# Dovetails ,  Are They Really This Easy ?



## bosephus (Dec 12, 2016)

and the answer is ... yes and no .    

    one of the biggest reasons i wanted a shaper was to cut dovetails  without having to buy rather expensive cutters .  
so today i decided to see just how hard it was .     turns out that it is a rather simple thing to do .
all it took was rotating the ram around to 60 degrees , setting up an indicator  and grinding a tool .  
setting the machine up  and doing the actual cutting was simple enough that just about anyone with some patience and an iq of at least 70  could do it  .   

grinding the tool on the other hand requires a bit more thought and finesse .   on my first tool grind i seem to have given no thought to tool clearance  .    thinking that i wanted a 60 degree dovetail  so i should grind a 60 degree tool .
wrong !       ...   on the first pass with the tool i quickly learned my error  . having a 60 degree tool in a 60 degree dovetail means that the entire edge of the tool is in contact with the work  .   and to further complicate things  once you hit the inside corner you now have both sides of the tool trying to broad nose across  the work .
not good !  

so back to the grinder i went  and ground the tool  to roughly 55 degrees  and gave it a bit more rake  maybe 10-12 degree's   and started cutting again  . 

eureka ..  semi success    .    i haven't decided yet what i need to tweek on my tool because i did get a bit of chatter  but im sure i'll figure it out soon enough  .  

with grinding the tools  and setting up the machine this took about 45 minutes to do .  
considering that i am using the drill press vice that came on the machine  i decided to not worry bout being precise  and just cut a basic dovetail to prove to myself it really is that easy  .


----------



## barnett (Dec 12, 2016)

I  haven't tried any dovetails yet, did you use the tool you ground to remove all the metal, or just the dovetail portion ?


----------



## bosephus (Dec 12, 2016)

i used it to remove all of the metal ,  but if i was working with steel instead of aluminum or working on an actual project  i think i would rough everything in as much as possible and then go with a finish tool . 

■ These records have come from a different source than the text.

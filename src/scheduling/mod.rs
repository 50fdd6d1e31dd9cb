//! Scheduling strategies for course planning.
//!
//! This module provides a trait-based system for allocating a course into
//! dated study sessions. Two strategies are available, both driven by the
//! same [`ScheduleCursor`]:
//!
//! - **Lecture**: one session per lecture, never split, rolled to the next
//!   study day when it doesn't fit
//! - **Section**: each section cut into day-sized parts, short tails dropped

pub mod config;
pub mod cursor;
pub mod lecture;
pub mod section;
pub mod traits;

pub use config::{
    DEFAULT_CADENCE_DAYS, DEFAULT_DAILY_BUDGET, DEFAULT_SPEED_FACTOR, MINUTES_PER_DAY, PlanConfig,
    parse_start,
};
pub use cursor::ScheduleCursor;
pub use lecture::LectureScheduler;
pub use section::SectionChunker;
pub use traits::{Plan, ScheduleSummary, Scheduler, SkippedFragment};

/// Section tails shorter than this many minutes are not scheduled.
pub const SKIP_THRESHOLD_MINUTES: u32 = 20;

/// Creates the default scheduler (per lecture).
#[must_use]
pub const fn default_scheduler() -> LectureScheduler {
    LectureScheduler::new()
}

/// Creates a scheduler by name.
///
/// # Arguments
///
/// * `name` - Strategy name: "lecture" or "section".
///
/// # Errors
///
/// Returns [`crate::error::ScheduleError::UnknownStrategy`] if the strategy name is not recognized.
pub fn create_scheduler(name: &str) -> crate::error::Result<Box<dyn Scheduler>> {
    match name.to_lowercase().as_str() {
        "lecture" => Ok(Box::new(LectureScheduler::new())),
        "section" => Ok(Box::new(SectionChunker::new())),
        _ => Err(crate::error::ScheduleError::UnknownStrategy {
            name: name.to_string(),
        }
        .into()),
    }
}

/// Lists available scheduling strategy names.
#[must_use]
pub fn available_strategies() -> Vec<&'static str> {
    vec!["lecture", "section"]
}
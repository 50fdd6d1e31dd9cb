//! Lecture classification.
//!
//! Maps a lecture title to a content-type tag by keyword.

use serde::{Deserialize, Serialize};
use std::fmt;

/// Content type of a scheduled item.
#[derive(Debug, Clone, Copy, PartialEq, Eq, Hash, Serialize, Deserialize)]
pub enum Category {
    /// Graded question set.
    Quiz,
    /// Hands-on practice exercise.
    Practice,
    /// Coding or design challenge.
    Challenge,
    /// Assignment to hand in.
    Assignment,
    /// Anything else.
    Lecture,
}

/// Keywords tested in order; the first one found in the title wins.
const KEYWORDS: [(&str, Category); 4] = [
    ("quiz", Category::Quiz),
    ("practice", Category::Practice),
    ("challenge", Category::Challenge),
    ("assignment", Category::Assignment),
];

impl Category {
    /// Returns the capitalized label for this category.
    #[must_use]
    pub const fn as_str(self) -> &'static str {
        match self {
            Self::Quiz => "Quiz",
            Self::Practice => "Practice",
            Self::Challenge => "Challenge",
            Self::Assignment => "Assignment",
            Self::Lecture => "Lecture",
        }
    }

    /// Parses a label produced by [`Category::as_str`] (case-insensitive).
    #[must_use]
    pub fn parse(label: &str) -> Option<Self> {
        match label.to_lowercase().as_str() {
            "quiz" => Some(Self::Quiz),
            "practice" => Some(Self::Practice),
            "challenge" => Some(Self::Challenge),
            "assignment" => Some(Self::Assignment),
            "lecture" => Some(Self::Lecture),
            _ => None,
        }
    }
}

impl fmt::Display for Category {
    fn fmt(&self, f: &mut fmt::Formatter<'_>) -> fmt::Result {
        f.write_str(self.as_str())
    }
}

/// Classifies a lecture by its title.
///
/// # Examples
///
/// ```
/// use course_planner::core::{Category, classify};
///
/// assert_eq!(classify("Quiz 1"), Category::Quiz);
/// assert_eq!(classify("Practice Challenge"), Category::Practice);
/// assert_eq!(classify("Intro"), Category::Lecture);
/// ```
#[must_use]
pub fn classify(title: &str) -> Category {
    let lowered = title.to_lowercase();
    KEYWORDS
        .iter()
        .find(|(keyword, _)| lowered.contains(keyword))
        .map_or(Category::Lecture, |(_, category)| *category)
}
//! Database schema definitions.
//!
//! Contains the SQL schema for the planner `SQLite` database.

/// Current schema version.
pub const CURRENT_SCHEMA_VERSION: u32 = 1;

/// SQL schema for initial database setup.
pub const SCHEMA_SQL: &str = r"
-- Schema version tracking
CREATE TABLE IF NOT EXISTS schema_info (
    key TEXT PRIMARY KEY,
    value TEXT NOT NULL
);

-- One row per generated plan (a scheduling run that was saved)
CREATE TABLE IF NOT EXISTS plans (
    id INTEGER PRIMARY KEY AUTOINCREMENT,
    course_title TEXT NOT NULL,
    strategy TEXT NOT NULL,
    start_at TEXT NOT NULL,
    daily_budget_minutes INTEGER NOT NULL,
    cadence_days INTEGER NOT NULL,
    speed_factor REAL NOT NULL,
    created_at INTEGER NOT NULL
);

-- One row per study session
CREATE TABLE IF NOT EXISTS sessions (
    id INTEGER PRIMARY KEY AUTOINCREMENT,
    plan_id INTEGER NOT NULL,
    position INTEGER NOT NULL,
    label TEXT NOT NULL,
    category TEXT,
    duration_minutes INTEGER NOT NULL,
    start_at TEXT NOT NULL,
    end_at TEXT NOT NULL,
    status TEXT NOT NULL DEFAULT 'pending',
    review INTEGER NOT NULL DEFAULT 0,
    updated_at INTEGER NOT NULL,
    FOREIGN KEY (plan_id) REFERENCES plans(id) ON DELETE CASCADE
);

-- Index for session lookup in plan order
CREATE INDEX IF NOT EXISTS idx_sessions_plan ON sessions(plan_id, position);

-- Index for calendar queries
CREATE INDEX IF NOT EXISTS idx_sessions_start ON sessions(start_at);
";

/// SQL to check if schema is initialized.
pub const CHECK_SCHEMA_SQL: &str = r"
SELECT COUNT(*) FROM sqlite_master
WHERE type='table' AND name='schema_info';
";

/// SQL to get schema version.
pub const GET_VERSION_SQL: &str = r"
SELECT value FROM schema_info WHERE key = 'version';
";

/// SQL to set schema version.
pub const SET_VERSION_SQL: &str = r"
INSERT OR REPLACE INTO schema_info (key, value) VALUES ('version', ?);
";

#[cfg(test)]
mod tests {
    use super::*;

    #[test]
    fn test_schema_version() {
        const _: () = assert!(CURRENT_SCHEMA_VERSION >= 1);
    }

    #[test]
    fn test_schema_sql_not_empty() {
        assert!(SCHEMA_SQL.contains("CREATE TABLE IF NOT EXISTS plans"));
        assert!(SCHEMA_SQL.contains("CREATE TABLE IF NOT EXISTS sessions"));
    }

    #[test]
    fn test_schema_sql_executes() {
        let conn = rusqlite::Connection::open_in_memory().unwrap();
        conn.execute_batch(SCHEMA_SQL).unwrap();
        let count: i64 = conn.query_row(CHECK_SCHEMA_SQL, [], |row| row.get(0)).unwrap();
        assert_eq!(count, 1);
    }
}
//! Per-lecture scheduling strategy.
//!
//! Walks lectures in study order and gives each one its own session. A
//! lecture is never split: if it does not fit in what is left of the
//! current study day it moves to the next one, and a lecture longer than a
//! whole day is placed in one block whose overflow is charged against the
//! following day's budget.

use crate::core::{Course, StudySession, classify};
use crate::duration::parse_item_duration;
use crate::error::Result;
use crate::scheduling::traits::{ScheduleSummary, Scheduler};
use crate::scheduling::{PlanConfig, ScheduleCursor};
use chrono::NaiveDate;
use tracing::{debug, warn};

/// One session per lecture, in input order.
///
/// # Examples
///
/// ```
/// use course_planner::core::{Course, Section};
/// use course_planner::scheduling::{LectureScheduler, PlanConfig, Scheduler, parse_start};
///
/// let course = Course::new("Demo").section(
///     Section::new("Intro", "")
///         .lecture("L1", "10:42")
///         .lecture("L2", "17:43"),
/// );
/// let config = PlanConfig::new(parse_start("2024-01-01T09:00").unwrap(), 20, 1, 1.0).unwrap();
/// let plan = LectureScheduler::new().plan(&course, &config).unwrap();
///
/// // L2 (18 min) does not fit in the 9 minutes left, so it moves a day.
/// assert_eq!(plan.sessions[1].start, parse_start("2024-01-02T09:00").unwrap());
/// ```
#[derive(Debug, Clone, Copy, Default)]
pub struct LectureScheduler;

impl LectureScheduler {
    /// Creates a per-lecture scheduler.
    #[must_use]
    pub const fn new() -> Self {
        Self
    }
}

/// Playback-adjusted length, rounded down to whole minutes.
#[allow(clippy::cast_possible_truncation, clippy::cast_sign_loss)]
pub(crate) fn effective_minutes(raw_minutes: u32, speed_factor: f64) -> u32 {
    (f64::from(raw_minutes) / speed_factor).floor() as u32
}

impl Scheduler for LectureScheduler {
    fn schedule(
        &self,
        course: &Course,
        config: &PlanConfig,
        emit: &mut dyn FnMut(StudySession) -> Result<()>,
    ) -> Result<ScheduleSummary> {
        config.validate()?;

        let mut cursor = ScheduleCursor::new(config);
        let mut summary = ScheduleSummary::new(self.name());
        let mut last_day: Option<NaiveDate> = None;

        for lecture in course.lectures() {
            let minutes = effective_minutes(parse_item_duration(&lecture.duration), config.speed_factor);
            let needed = i64::from(minutes);

            // Look ahead: move to a fresh day before placing what won't fit.
            if needed > cursor.remaining() {
                cursor.advance_to_next_day()?;
            }

            let available = cursor.remaining();
            let session = StudySession::starting_at(
                lecture.title.as_str(),
                Some(classify(&lecture.title)),
                cursor.current(),
                minutes,
            )?;
            cursor.consume(needed);

            if cursor.remaining() < 0 && needed > 0 {
                // Longer than a whole day: the next day starts already
                // charged with the overflow.
                let overflow = needed - available;
                cursor.advance_to_next_day()?;
                cursor.set_remaining(cursor.daily_budget() - overflow);
                warn!(
                    lecture = %lecture.title,
                    minutes,
                    budget = cursor.daily_budget(),
                    overflow,
                    "lecture exceeds the daily budget; scheduled as one block"
                );
            } else {
                cursor.set_current(session.end);
            }

            let day = session.start.date();
            summary.record(&session, last_day != Some(day));
            last_day = Some(day);

            debug!(
                label = %session.label,
                category = session.category_label(),
                start = %session.start,
                end = %session.end,
                remaining = cursor.remaining(),
                "scheduled lecture"
            );
            emit(session)?;
        }

        Ok(summary)
    }

    fn name(&self) -> &'static str {
        "lecture"
    }

    fn description(&self) -> &'static str {
        "One session per lecture; lectures are never split and roll to the next study day when they don't fit"
    }
}
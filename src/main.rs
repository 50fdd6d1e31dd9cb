//! Binary entry point for the course planner.

#![allow(clippy::print_stdout, clippy::print_stderr)]

use clap::Parser;
use course_planner::cli::output::{OutputFormat, format_error};
use course_planner::cli::{Cli, execute};
use std::io::{self, Write};
use std::process::ExitCode;
use tracing_subscriber::EnvFilter;

fn main() -> ExitCode {
    let cli = Cli::parse();
    init_logging(cli.verbose);
    let format = OutputFormat::parse(&cli.format);

    match execute(&cli) {
        Ok(output) => {
            if !output.is_empty() {
                // Handle broken pipe gracefully (e.g., when piped to `head` or `jq`)
                if let Err(e) = write!(io::stdout(), "{output}")
                    && e.kind() != io::ErrorKind::BrokenPipe
                {
                    eprintln!("Error writing to stdout: {e}");
                    return ExitCode::FAILURE;
                }
            }
            ExitCode::SUCCESS
        }
        Err(e) => {
            let error_output = format_error(&e, format);
            match format {
                OutputFormat::Json => {
                    // JSON errors go to stdout for programmatic parsing
                    println!("{error_output}");
                }
                OutputFormat::Text => {
                    eprintln!("Error: {error_output}");
                }
            }
            ExitCode::FAILURE
        }
    }
}

/// Sends log events to stderr so stdout stays parseable.
///
/// `--verbose` forces debug level; otherwise `RUST_LOG` applies, defaulting to warn.
fn init_logging(verbose: bool) {
    let filter = if verbose {
        EnvFilter::new("debug")
    } else {
        EnvFilter::try_from_default_env().unwrap_or_else(|_| EnvFilter::new("warn"))
    };
    tracing_subscriber::fmt()
        .with_env_filter(filter)
        .with_writer(io::stderr)
        .with_target(false)
        .init();
}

i went out after dinner and made the other half of a dove tail .   i started out with the intentions of trying to mate it with the other piece .   but soon after starting it i realized i had goofed my set up and didn't leave enough tool clearance to make it match  ,   so i  cut it wide enough to fit the tool in just for the sake of practice  .  

tomorrows project ...   both halves that fit together


----------



## FOMOGO (Dec 12, 2016)

Sometimes just getting started is the hardest part. Kudos for diving in. Mike


----------



## Ulma Doctor (Dec 12, 2016)

congrats bosephus on the new bundle of joy!
you'll have hundreds of hours of fun!


----------



## bosephus (Dec 13, 2016)

Thanks guys . 

Hundreds of hours of entertainment may be an understatement  . 
   and not only will it give me untold hours of fun , it will help me finally get my little brown and sharp milling machine going properly .  my only  road block with it has been needing a way to cut the proper size key way in some cutters .  

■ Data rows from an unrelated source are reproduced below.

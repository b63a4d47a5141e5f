//! # EventBus Abstraction
//!
//! Durable publish/subscribe for typed domain events with causal metadata.
//!
//! ## Implementations
//!
//! - **NatsBus**: Production implementation using NATS JetStream
//! - **InMemoryBus**: Single-process durable log for tests and local development
//!
//! Both honour the same contract: `publish` is one append to the log,
//! `subscribe` is a durable explicit-ack subscription whose cursor is keyed by
//! the durable name, and every [`Delivery`] must be settled with `ack` or `nak`.
//!
//! ## Usage
//!
//! ```rust,no_run
//! use event_bus::{CausalContext, EventBus, NatsBus, Publisher, StreamSpec};
//! use std::sync::Arc;
//!
//! # async fn example() -> Result<(), Box<dyn std::error::Error>> {
//! let nats_client = async_nats::connect("nats://localhost:4222").await?;
//! let bus: Arc<dyn EventBus> = Arc::new(NatsBus::new(nats_client));
//! bus.ensure_stream(&StreamSpec::new("USER_EVENTS", ["user.>"])).await?;
//!
//! let publisher = Publisher::new(bus.clone(), "auth");
//! let ctx = CausalContext::root();
//! publisher
//!     .publish(Some(&ctx), "user.created", serde_json::json!({ "id": "u1" }))
//!     .await?;
//! # Ok(())
//! # }
//! ```

mod causal;
pub mod consumer_retry;
mod envelope;
mod inmemory_bus;
mod nats_bus;
mod publisher;

pub use causal::{CausalContext, CausalIds};
pub use envelope::{EnvelopeError, EventEnvelope};
pub use inmemory_bus::InMemoryBus;
pub use nats_bus::NatsBus;
pub use publisher::{PublishError, Publisher};

use async_trait::async_trait;
use futures::stream::BoxStream;
use std::fmt;
use std::time::Duration;

use consumer_retry::{retry_with_backoff, RetryConfig};

/// A message as stored on the log
#[derive(Debug, Clone, PartialEq)]
pub struct BusMessage {
    /// The subject this message was published to
    pub subject: String,
    /// The message payload (raw bytes)
    pub payload: Vec<u8>,
}

impl BusMessage {
    pub fn new(subject: impl Into<String>, payload: Vec<u8>) -> Self {
        Self {
            subject: subject.into(),
            payload,
        }
    }
}

/// Broker-side settlement of a single delivery
#[async_trait]
pub trait Settle: Send + Sync {
    /// Mark the message done; the broker will not redeliver it
    async fn ack(&self) -> BusResult<()>;

    /// Reject the message; the broker redelivers it
    async fn nak(&self) -> BusResult<()>;
}

/// One delivery of a message to a durable subscription
///
/// `ack` and `nak` consume the delivery, so each delivery is settled at most
/// once. A delivery dropped unsettled is redelivered by the broker.
pub struct Delivery {
    pub message: BusMessage,
    /// Broker delivery counter for this message, starting at 1
    pub attempt: u64,
    settle: Box<dyn Settle>,
}

impl Delivery {
    pub fn new(message: BusMessage, attempt: u64, settle: impl Settle + 'static) -> Self {
        Self {
            message,
            attempt,
            settle: Box::new(settle),
        }
    }

    pub fn subject(&self) -> &str {
        &self.message.subject
    }

    pub fn payload(&self) -> &[u8] {
        &self.message.payload
    }

    pub async fn ack(self) -> BusResult<()> {
        self.settle.ack().await
    }

    pub async fn nak(self) -> BusResult<()> {
        self.settle.nak().await
    }
}

impl fmt::Debug for Delivery {
    fn fmt(&self, f: &mut fmt::Formatter<'_>) -> fmt::Result {
        f.debug_struct("Delivery")
            .field("subject", &self.message.subject)
            .field("payload_len", &self.message.payload.len())
            .field("attempt", &self.attempt)
            .finish()
    }
}

/// A named stream covering a set of subject patterns
#[derive(Debug, Clone, PartialEq)]
pub struct StreamSpec {
    pub name: String,
    pub subjects: Vec<String>,
    pub max_age: Duration,
}

impl StreamSpec {
    /// Stream with the default retention of 14 days
    pub fn new<S: Into<String>>(name: impl Into<String>, subjects: impl IntoIterator<Item = S>) -> Self {
        Self {
            name: name.into(),
            subjects: subjects.into_iter().map(Into::into).collect(),
            max_age: Duration::from_secs(60 * 60 * 24 * 14),
        }
    }

    pub fn with_max_age(mut self, max_age: Duration) -> Self {
        self.max_age = max_age;
        self
    }
}

/// Errors that can occur when using the event bus
#[derive(Debug, thiserror::Error)]
pub enum BusError {
    #[error("failed to publish message: {0}")]
    PublishError(String),

    #[error("failed to subscribe to subject: {0}")]
    SubscribeError(String),

    #[error("connection error: {0}")]
    ConnectionError(String),

    #[error("failed to settle message: {0}")]
    AckError(String),

    #[error("stream provisioning failed: {0}")]
    ProvisionError(String),

    #[error("bus closed")]
    Closed,
}

/// Result type for event bus operations
pub type BusResult<T> = Result<T, BusError>;

/// Durable log abstraction
///
/// Implemented by [`NatsBus`] for production and [`InMemoryBus`] for tests.
#[async_trait]
pub trait EventBus: Send + Sync {
    /// Append a message to the log under `subject`
    ///
    /// Resolves once the broker has acknowledged the append. Performs no retry.
    async fn publish(&self, subject: &str, payload: Vec<u8>) -> BusResult<()>;

    /// Bind a durable, explicit-ack subscription
    ///
    /// # Arguments
    /// * `subject` - Subject or pattern (`*` matches one token, `>` the rest)
    /// * `durable_name` - Cursor identity; rebinding resumes where it left off
    ///
    /// Fails when no stream covers `subject`. Items of the returned stream are
    /// errors only for transient per-pull failures; the stream ending means the
    /// subscription is gone.
    async fn subscribe(
        &self,
        subject: &str,
        durable_name: &str,
    ) -> BusResult<BoxStream<'static, BusResult<Delivery>>>;

    /// Create the stream if it does not exist yet
    async fn ensure_stream(&self, spec: &StreamSpec) -> BusResult<()>;
}

impl fmt::Debug for dyn EventBus {
    fn fmt(&self, f: &mut fmt::Formatter<'_>) -> fmt::Result {
        write!(f, "EventBus")
    }
}

/// Ensure every stream exists, retrying transient broker failures
pub async fn provision(bus: &dyn EventBus, specs: &[StreamSpec], retry: &RetryConfig) -> BusResult<()> {
    for spec in specs {
        retry_with_backoff(|| bus.ensure_stream(spec), retry, "ensure_stream").await?;
        tracing::info!(stream = %spec.name, subjects = ?spec.subjects, "Stream ready");
    }
    Ok(())
}

/// Check if a subject matches a subscription pattern
///
/// Supports NATS-style wildcards:
/// - `*` matches exactly one token
/// - `>` matches one or more tokens
///
/// # Examples
/// - `auth.events.>` matches `auth.events.user.created`
/// - `auth.*.created` matches `auth.user.created`
/// - `auth.events.*` does NOT match `auth.events.user.created` (too many tokens)
pub fn subject_matches(subject: &str, pattern: &str) -> bool {
    let subject_tokens: Vec<&str> = subject.split('.').collect();
    let pattern_tokens: Vec<&str> = pattern.split('.').collect();

    let mut s_idx = 0;
    let mut p_idx = 0;

    while s_idx < subject_tokens.len() && p_idx < pattern_tokens.len() {
        let pattern_token = pattern_tokens[p_idx];

        if pattern_token == ">" {
            return true;
        } else if pattern_token == "*" || subject_tokens[s_idx] == pattern_token {
            s_idx += 1;
            p_idx += 1;
        } else {
            return false;
        }
    }

    s_idx == subject_tokens.len() && p_idx == pattern_tokens.len()
}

The first thing on my wish list is a proper vice , quickly followed with a clamping kit .
While I'll probably buy a clamping kit first simply because it's a bit more affordable . 
I would be very gratefull for some suggestions on a proper vice for the machine .   
 would something around 4 inches be an appropriate size ?      something I could use on both the mill and shaper sure would be super fantastic .


----------



## bosephus (Dec 13, 2016)

Would it be considered greedy if I asked Santa for a dividing head and tail stock .


----------



## barnett (Dec 13, 2016)

Does the table on your shaper have t slots, mine doesn't have t slots, but the table on mine tilts both directions r & l. The closest i could figure, mines a Lewis kit. The table ratchet is on the opposite side.


----------



## barnett (Dec 13, 2016)

bosephus said:


> Would it be considered greedy if I asked Santa for a dividing head and tail stock .



Not at my house !!!Lol


----------



## ndnchf (Dec 13, 2016)

Good discussion.  I've not tried dovetails on my 7" Ammco either, but would like to.  Can you post a nice clear photo of the tool you ground? Thanks


----------



## Billh50 (Dec 13, 2016)

bosephus said:


> Would it be considered greedy if I asked Santa for a dividing head and tail stock .

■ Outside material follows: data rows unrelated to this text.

//! NATS JetStream implementation of the EventBus trait

use crate::{BusError, BusMessage, BusResult, Delivery, EventBus, Settle, StreamSpec};
use async_nats::jetstream::{self, consumer::pull, consumer::AckPolicy, AckKind};
use async_nats::Client;
use async_trait::async_trait;
use futures::stream::{BoxStream, StreamExt};

/// EventBus implementation using NATS JetStream
///
/// Publishes wait for the JetStream publish ack, so a successful `publish` is
/// exactly one append to the stream. Subscriptions are durable pull consumers
/// with explicit acknowledgement; the durable name is the consumer name.
///
/// # Example
/// ```rust,no_run
/// use event_bus::{EventBus, NatsBus, StreamSpec};
///
/// # async fn example() -> Result<(), Box<dyn std::error::Error>> {
/// let nats_client = async_nats::connect("nats://localhost:4222").await?;
/// let bus = NatsBus::new(nats_client);
///
/// bus.ensure_stream(&StreamSpec::new("USER_EVENTS", ["user.>"])).await?;
/// bus.publish("user.created", b"{}".to_vec()).await?;
/// # Ok(())
/// # }
/// ```
#[derive(Clone)]
pub struct NatsBus {
    jetstream: jetstream::Context,
}

impl NatsBus {
    /// Create a new NatsBus from an existing NATS client
    pub fn new(client: Client) -> Self {
        Self {
            jetstream: jetstream::new(client),
        }
    }

    /// Connect to a NATS server and wrap the client
    pub async fn connect(url: &str) -> BusResult<Self> {
        let client = async_nats::connect(url)
            .await
            .map_err(|e| BusError::ConnectionError(e.to_string()))?;
        Ok(Self::new(client))
    }
}

/// Settlement handle for a JetStream message
struct JetStreamSettle(jetstream::Message);

#[async_trait]
impl Settle for JetStreamSettle {
    async fn ack(&self) -> BusResult<()> {
        self.0.ack().await.map_err(|e| BusError::AckError(e.to_string()))
    }

    async fn nak(&self) -> BusResult<()> {
        self.0
            .ack_with(AckKind::Nak(None))
            .await
            .map_err(|e| BusError::AckError(e.to_string()))
    }
}

fn into_delivery(message: jetstream::Message) -> Delivery {
    let attempt = message
        .info()
        .map(|info| info.delivered.max(1) as u64)
        .unwrap_or(1);
    let bus_message = BusMessage::new(message.subject.to_string(), message.payload.to_vec());
    Delivery::new(bus_message, attempt, JetStreamSettle(message))
}

#[async_trait]
impl EventBus for NatsBus {
    async fn publish(&self, subject: &str, payload: Vec<u8>) -> BusResult<()> {
        let ack = self
            .jetstream
            .publish(subject.to_string(), payload.into())
            .await
            .map_err(|e| BusError::PublishError(e.to_string()))?;

        ack.await.map_err(|e| BusError::PublishError(e.to_string()))?;

        Ok(())
    }

    async fn subscribe(
        &self,
        subject: &str,
        durable_name: &str,
    ) -> BusResult<BoxStream<'static, BusResult<Delivery>>> {
        let stream_name = self
            .jetstream
            .stream_by_subject(subject.to_string())
            .await
            .map_err(|e| BusError::SubscribeError(format!("no stream for {subject}: {e}")))?;

        let stream = self
            .jetstream
            .get_stream(&stream_name)
            .await
            .map_err(|e| BusError::SubscribeError(e.to_string()))?;

        let consumer = stream
            .get_or_create_consumer(
                durable_name,
                pull::Config {
                    durable_name: Some(durable_name.to_string()),
                    filter_subject: subject.to_string(),
                    ack_policy: AckPolicy::Explicit,
                    ..Default::default()
                },
            )
            .await
            .map_err(|e| BusError::SubscribeError(e.to_string()))?;

        let messages = consumer
            .messages()
            .await
            .map_err(|e| BusError::SubscribeError(e.to_string()))?;

        tracing::info!(
            stream = %stream_name,
            subject = %subject,
            durable_name = %durable_name,
            "Bound durable JetStream consumer"
        );

        let deliveries = messages.map(|item| {
            item.map(into_delivery)
                .map_err(|e| BusError::SubscribeError(e.to_string()))
        });

        Ok(deliveries.boxed())
    }

    async fn ensure_stream(&self, spec: &StreamSpec) -> BusResult<()> {
        self.jetstream
            .get_or_create_stream(jetstream::stream::Config {
                name: spec.name.clone(),
                subjects: spec.subjects.clone(),
                max_age: spec.max_age,
                ..Default::default()
            })
            .await
            .map_err(|e| BusError::ProvisionError(e.to_string()))?;

        Ok(())
    }
}

#[cfg(test)]
mod tests {
    use super::*;
    use std::time::Duration;

    // These tests require a running NATS server with JetStream enabled
    // For CI, use InMemoryBus tests instead
    // For manual testing: docker run -p 4222:4222 nats:2.10-alpine -js

    #[tokio::test]
    #[ignore] // Requires NATS server
    async fn test_nats_bus_durable_round_trip() {
        let bus = NatsBus::connect("nats://localhost:4222")
            .await
            .expect("NATS server must be running on localhost:4222");

        bus.ensure_stream(&StreamSpec::new("TEST_NATS_BUS", ["test.nats.>"]))
            .await
            .unwrap();

        let mut stream = bus
            .subscribe("test.nats.>", "test-nats-bus-reader")
            .await
            .unwrap();

        let payload = b"test message".to_vec();
        bus.publish("test.nats.hello", payload.clone()).await.unwrap();

        let delivery = tokio::time::timeout(Duration::from_secs(2), stream.next())
            .await
            .expect("timeout waiting for message")
            .expect("stream ended")
            .expect("delivery error");

        assert_eq!(delivery.subject(), "test.nats.hello");
        assert_eq!(delivery.payload(), payload.as_slice());
        assert!(delivery.attempt >= 1);
        delivery.ack().await.unwrap();
    }

    #[tokio::test]
    #[ignore] // Requires NATS server
    async fn test_nats_subscribe_without_stream_fails() {
        let bus = NatsBus::connect("nats://localhost:4222")
            .await
            .expect("NATS server must be running on localhost:4222");

        let result = bus.subscribe("no.stream.covers.this", "orphan").await;
        assert!(matches!(result, Err(BusError::SubscribeError(_))));
    }
}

He just might, ya never know. I know he never gave me the real mill I have been asking him for. But it may be because it's too big for his sleigh to carry.


----------



## Reeltor (Dec 13, 2016)

Congratulations, the dovetail looks good from here.


----------



## f350ca (Dec 13, 2016)

Congratulations, 
Try going with even less angle on the tool, you only want to be cutting at the tip with clearance on both sides. A bent tool holder will help, the shorter you can get the cutter the better.

Greg


----------



## bosephus (Dec 13, 2016)

barnett    , yes  it does have t slots .  three slots  on two sides .     

ndnchf  ,   once i get out to the shop this evening i'd be very happy to take a pic of the tool  .  but i can not make any guarantee as to clarity   i'll do my best .  
i dont own a digital camera  ,  what pictures i do take are from a very dated cell phone  .  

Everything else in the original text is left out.